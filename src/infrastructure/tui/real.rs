use std::future::Future;
use std::ops::{Deref, DerefMut};
use std::pin::Pin;
use std::time::Duration;

use color_eyre::eyre::Result;
use crossterm::{
    cursor,
    event::{
        DisableBracketedPaste, DisableMouseCapture, EnableBracketedPaste, EnableMouseCapture,
        Event as CrosstermEvent, KeyEventKind,
    },
    terminal::{EnterAlternateScreen, LeaveAlternateScreen},
};
use futures::{FutureExt, StreamExt};
use ratatui::backend::CrosstermBackend as Backend;
use ratatui::layout::Rect;
use tokio::{
    sync::mpsc::{self, UnboundedReceiver, UnboundedSender},
    task::JoinHandle,
};
use tokio_util::sync::CancellationToken;

use crate::infrastructure::tui::{io, Event, Frame, TuiLike, IO};

/// Terminal backed by crossterm. Input is read on a background task that
/// also emits tick and render events at the configured rates.
pub struct RealTui {
    pub terminal: ratatui::Terminal<Backend<IO>>,
    pub task: JoinHandle<()>,
    pub cancellation_token: CancellationToken,
    pub event_rx: UnboundedReceiver<Event>,
    pub event_tx: UnboundedSender<Event>,
    pub frame_rate: f64,
    pub tick_rate: f64,
    pub mouse: bool,
    pub paste: bool,
}

impl RealTui {
    pub fn new() -> Result<Self> {
        let tick_rate = 4.0;
        let frame_rate = 30.0;
        let terminal = ratatui::Terminal::new(Backend::new(io()))?;
        let (event_tx, event_rx) = mpsc::unbounded_channel();
        let cancellation_token = CancellationToken::new();
        let task = tokio::spawn(async {});
        let mouse = false;
        let paste = false;
        Ok(Self {
            terminal,
            task,
            cancellation_token,
            event_rx,
            event_tx,
            frame_rate,
            tick_rate,
            mouse,
            paste,
        })
    }

    pub fn tick_rate(mut self, tick_rate: f64) -> Self {
        self.tick_rate = tick_rate;
        self
    }

    pub fn frame_rate(mut self, frame_rate: f64) -> Self {
        self.frame_rate = frame_rate;
        self
    }

    pub fn mouse(mut self, mouse: bool) -> Self {
        self.mouse = mouse;
        self
    }

    pub fn paste(mut self, paste: bool) -> Self {
        self.paste = paste;
        self
    }

    pub fn start(&mut self) {
        let tick_delay = Duration::from_secs_f64(1.0 / self.tick_rate);
        let render_delay = Duration::from_secs_f64(1.0 / self.frame_rate);
        self.cancel();
        self.cancellation_token = CancellationToken::new();
        let cancellation_token = self.cancellation_token.clone();
        let event_tx = self.event_tx.clone();
        self.task = tokio::spawn(async move {
            let mut reader = crossterm::event::EventStream::new();
            let mut tick_interval = tokio::time::interval(tick_delay);
            let mut render_interval = tokio::time::interval(render_delay);
            let _ = event_tx.send(Event::Init);
            loop {
                let tick_delay = tick_interval.tick();
                let render_delay = render_interval.tick();
                let crossterm_event = reader.next().fuse();
                tokio::select! {
                    _ = cancellation_token.cancelled() => {
                        break;
                    }
                    maybe_event = crossterm_event => {
                        match maybe_event {
                            Some(Ok(evt)) => match evt {
                                CrosstermEvent::Key(key) => {
                                    if key.kind == KeyEventKind::Press {
                                        let _ = event_tx.send(Event::Key(key));
                                    }
                                }
                                CrosstermEvent::Mouse(mouse) => {
                                    let _ = event_tx.send(Event::Mouse(mouse));
                                }
                                CrosstermEvent::Resize(x, y) => {
                                    let _ = event_tx.send(Event::Resize(x, y));
                                }
                                CrosstermEvent::FocusLost => {
                                    let _ = event_tx.send(Event::FocusLost);
                                }
                                CrosstermEvent::FocusGained => {
                                    let _ = event_tx.send(Event::FocusGained);
                                }
                                CrosstermEvent::Paste(s) => {
                                    let _ = event_tx.send(Event::Paste(s));
                                }
                            },
                            Some(Err(_)) => {
                                let _ = event_tx.send(Event::Error);
                            }
                            None => {}
                        }
                    },
                    _ = tick_delay => {
                        let _ = event_tx.send(Event::Tick);
                    },
                    _ = render_delay => {
                        let _ = event_tx.send(Event::Render);
                    },
                }
            }
        });
    }

    pub fn stop(&self) -> Result<()> {
        self.cancel();
        let mut counter = 0;
        while !self.task.is_finished() {
            std::thread::sleep(Duration::from_millis(1));
            counter += 1;
            if counter > 50 {
                self.task.abort();
            }
            if counter > 100 {
                log::error!("Failed to abort task in 100 milliseconds for unknown reason");
                break;
            }
        }
        Ok(())
    }

    pub fn enter(&mut self) -> Result<()> {
        crossterm::terminal::enable_raw_mode()?;
        crossterm::execute!(io(), EnterAlternateScreen, cursor::Hide)?;
        if self.mouse {
            crossterm::execute!(io(), EnableMouseCapture)?;
        }
        if self.paste {
            crossterm::execute!(io(), EnableBracketedPaste)?;
        }
        self.start();
        Ok(())
    }

    pub fn exit(&mut self) -> Result<()> {
        self.stop()?;
        if crossterm::terminal::is_raw_mode_enabled()? {
            self.flush()?;
            if self.paste {
                crossterm::execute!(io(), DisableBracketedPaste)?;
            }
            if self.mouse {
                crossterm::execute!(io(), DisableMouseCapture)?;
            }
            crossterm::execute!(io(), LeaveAlternateScreen, cursor::Show)?;
            crossterm::terminal::disable_raw_mode()?;
        }
        Ok(())
    }

    pub fn cancel(&self) {
        self.cancellation_token.cancel();
    }

    pub async fn next(&mut self) -> Option<Event> {
        self.event_rx.recv().await
    }
}

impl Deref for RealTui {
    type Target = ratatui::Terminal<Backend<IO>>;

    fn deref(&self) -> &Self::Target {
        &self.terminal
    }
}

impl DerefMut for RealTui {
    fn deref_mut(&mut self) -> &mut Self::Target {
        &mut self.terminal
    }
}

impl Drop for RealTui {
    fn drop(&mut self) {
        if let Err(e) = self.exit() {
            log::error!("Unable to restore terminal: {e:?}");
        }
    }
}

impl TuiLike for RealTui {
    fn enter(&mut self) -> Result<()> {
        RealTui::enter(self)
    }

    fn exit(&mut self) -> Result<()> {
        RealTui::exit(self)
    }

    fn draw(&mut self, f: &mut dyn FnMut(&mut Frame<'_>)) -> Result<()> {
        self.terminal.draw(|frame| f(frame))?;
        Ok(())
    }

    fn resize(&mut self, area: Rect) -> Result<()> {
        self.terminal.resize(area)?;
        Ok(())
    }

    fn next(&mut self) -> Pin<Box<dyn Future<Output = Option<Event>> + Send + '_>> {
        Box::pin(RealTui::next(self))
    }

    fn suspend(&mut self) -> Result<()> {
        self.exit()?;
        #[cfg(not(windows))]
        signal_hook::low_level::raise(signal_hook::consts::signal::SIGTSTP)?;
        Ok(())
    }
}
fn update_ui(msg: UiMsg, state: &mut AppState, ctx: &UpdateContext<'_>) -> Vec<Cmd> {
    match msg {
        UiMsg::ShowLogin => {
            if !state.is_logged_in() {
                state.ui.login_form.reset();
                state.ui.mode = UiMode::Login;
            }
            vec![]
        }

        UiMsg::ShowNewBlog => {
            if state.is_logged_in() {
                state.ui.mode = UiMode::NewBlog;
            }
            vec![]
        }

        UiMsg::StartFilter => {
            state.ui.filter_input = TextAreaState::new(state.blogs.query());
            state.ui.mode = UiMode::Filter;
            vec![]
        }

        UiMsg::RequestDelete(id) => {
            let Some(blog) = state.blogs.find(&id) else {
                return vec![];
            };
            if !state.can_delete(blog) {
                return state.notification.show(Notification::error(NOT_OWNER));
            }
            state.ui.mode = UiMode::ConfirmDelete { id };
            vec![]
        }

        UiMsg::ConfirmDelete => match std::mem::take(&mut state.ui.mode) {
            UiMode::ConfirmDelete { id } => delete_blog(&id, state),
            other => {
                state.ui.mode = other;
                vec![]
            }
        },

        UiMsg::Cancel => {
            if state.ui.mode == UiMode::Filter {
                state.ui.filter_input.clear();
                state.blogs.set_query("");
            }
            state.ui.mode = UiMode::Browse;
            vec![]
        }

        UiMsg::Submit => match state.ui.mode {
            UiMode::Login => {
                let (username, password) = state.ui.login_input();
                update_session(
                    SessionMsg::Login {
                        username,
                        password: password.into(),
                    },
                    state,
                )
            }
            UiMode::NewBlog => {
                let draft = state.ui.blog_draft();
                add_blog(draft, state)
            }
            UiMode::Filter => {
                state.ui.mode = UiMode::Browse;
                vec![]
            }
            UiMode::Browse | UiMode::ConfirmDelete { .. } => vec![],
        },

        UiMsg::NextField => {
            if let Some(form) = state.ui.active_form_mut() {
                form.next_field();
            }
            vec![]
        }

        UiMsg::PrevField => {
            if let Some(form) = state.ui.active_form_mut() {
                form.prev_field();
            }
            vec![]
        }

        UiMsg::ProcessInput(key) => {
            let Some(input) = state.ui.active_input() else {
                return vec![];
            };
            let edited = ctx.text_area.apply_keys(input, &[key]);
            if state.ui.mode == UiMode::Filter {
                state.blogs.set_query(edited.content.clone());
            }
            if let Some(input) = state.ui.active_input_mut() {
                *input = edited;
            }
            vec![]
        }
    }
}
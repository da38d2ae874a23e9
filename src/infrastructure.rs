//! Infrastructure layer
//!
//! This module handles external integrations and services:
//! - TUI foundation
//! - CLI argument processing and configuration files
//! - The blog service REST client
//! - Durable session storage

pub mod api;
pub mod cli;
pub mod config;
pub mod storage;
pub mod tui;
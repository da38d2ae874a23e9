use crate::domain::User;

/// The logged-in user and the session generation.
///
/// The generation increases every time the session changes. Network
/// commands are tagged with the generation they were issued in, and
/// responses from an older generation are dropped.
#[derive(Debug, Clone, Default)]
pub struct SessionState {
    user: Option<User>,
    generation: u64,
}

impl SessionState {
    pub fn user(&self) -> Option<&User> {
        self.user.as_ref()
    }

    pub fn is_logged_in(&self) -> bool {
        self.user.is_some()
    }

    pub fn generation(&self) -> u64 {
        self.generation
    }

    pub fn is_current(&self, generation: u64) -> bool {
        self.generation == generation
    }

    /// Starts a session for `user` and returns its generation
    pub fn start(&mut self, user: User) -> u64 {
        self.user = Some(user);
        self.bump()
    }

    /// Ends the session and returns the new generation
    pub fn end(&mut self) -> u64 {
        self.user = None;
        self.bump()
    }

    fn bump(&mut self) -> u64 {
        self.generation = self.generation.wrapping_add(1);
        self.generation
    }
}

#[cfg(test)]
mod tests {
    use super::*;
    use secrecy::SecretString;

    fn user() -> User {
        User {
            id: "u1".into(),
            username: "mluukkai".into(),
            name: "Matti Luukkainen".into(),
            token: SecretString::from("token"),
        }
    }

    #[test]
    fn test_start_and_end_bump_generation() {
        let mut session = SessionState::default();
        assert!(!session.is_logged_in());
        assert!(session.is_current(0));

        let started = session.start(user());
        assert_eq!(started, 1);
        assert!(session.is_logged_in());
        assert_eq!(session.user().map(|u| u.username.as_str()), Some("mluukkai"));
        assert!(!session.is_current(0));

        let ended = session.end();
        assert_eq!(ended, 2);
        assert!(session.user().is_none());
        assert!(session.is_current(2));
    }
}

§

# TASK DIRECTIONS
Set down each line of the material verbatim, from the first line through the line that contains "pub fn tick_rate(mut".

# COMPLETED TASK
filename src/infrastructure/tui/real.rs
use std::future::Future;
use std::ops::{Deref, DerefMut};
use std::pin::Pin;
use std::time::Duration;

use color_eyre::eyre::Result;
use crossterm::{
    cursor,
    event::{
        DisableBracketedPaste, DisableMouseCapture, EnableBracketedPaste, EnableMouseCapture,
        Event as CrosstermEvent, KeyEventKind,
    },
    terminal::{EnterAlternateScreen, LeaveAlternateScreen},
};
use futures::{FutureExt, StreamExt};
use ratatui::backend::CrosstermBackend as Backend;
use ratatui::layout::Rect;
use tokio::{
    sync::mpsc::{self, UnboundedReceiver, UnboundedSender},
    task::JoinHandle,
};
use tokio_util::sync::CancellationToken;

use crate::infrastructure::tui::{io, Event, Frame, TuiLike, IO};

/// Terminal backed by crossterm. Input is read on a background task that
/// also emits tick and render events at the configured rates.
pub struct RealTui {
    pub terminal: ratatui::Terminal<Backend<IO>>,
    pub task: JoinHandle<()>,
    pub cancellation_token: CancellationToken,
    pub event_rx: UnboundedReceiver<Event>,
    pub event_tx: UnboundedSender<Event>,
    pub frame_rate: f64,
    pub tick_rate: f64,
    pub mouse: bool,
    pub paste: bool,
}

impl RealTui {
    pub fn new() -> Result<Self> {
        let tick_rate = 4.0;
        let frame_rate = 30.0;
        let terminal = ratatui::Terminal::new(Backend::new(io()))?;
        let (event_tx, event_rx) = mpsc::unbounded_channel();
        let cancellation_token = CancellationToken::new();
        let task = tokio::spawn(async {});
        let mouse = false;
        let paste = false;
        Ok(Self {
            terminal,
            task,
            cancellation_token,
            event_rx,
            event_tx,
            frame_rate,
            tick_rate,
            mouse,
            paste,
        })
    }

    pub fn tick_rate(mut self, tick_rate: f64) -> Self {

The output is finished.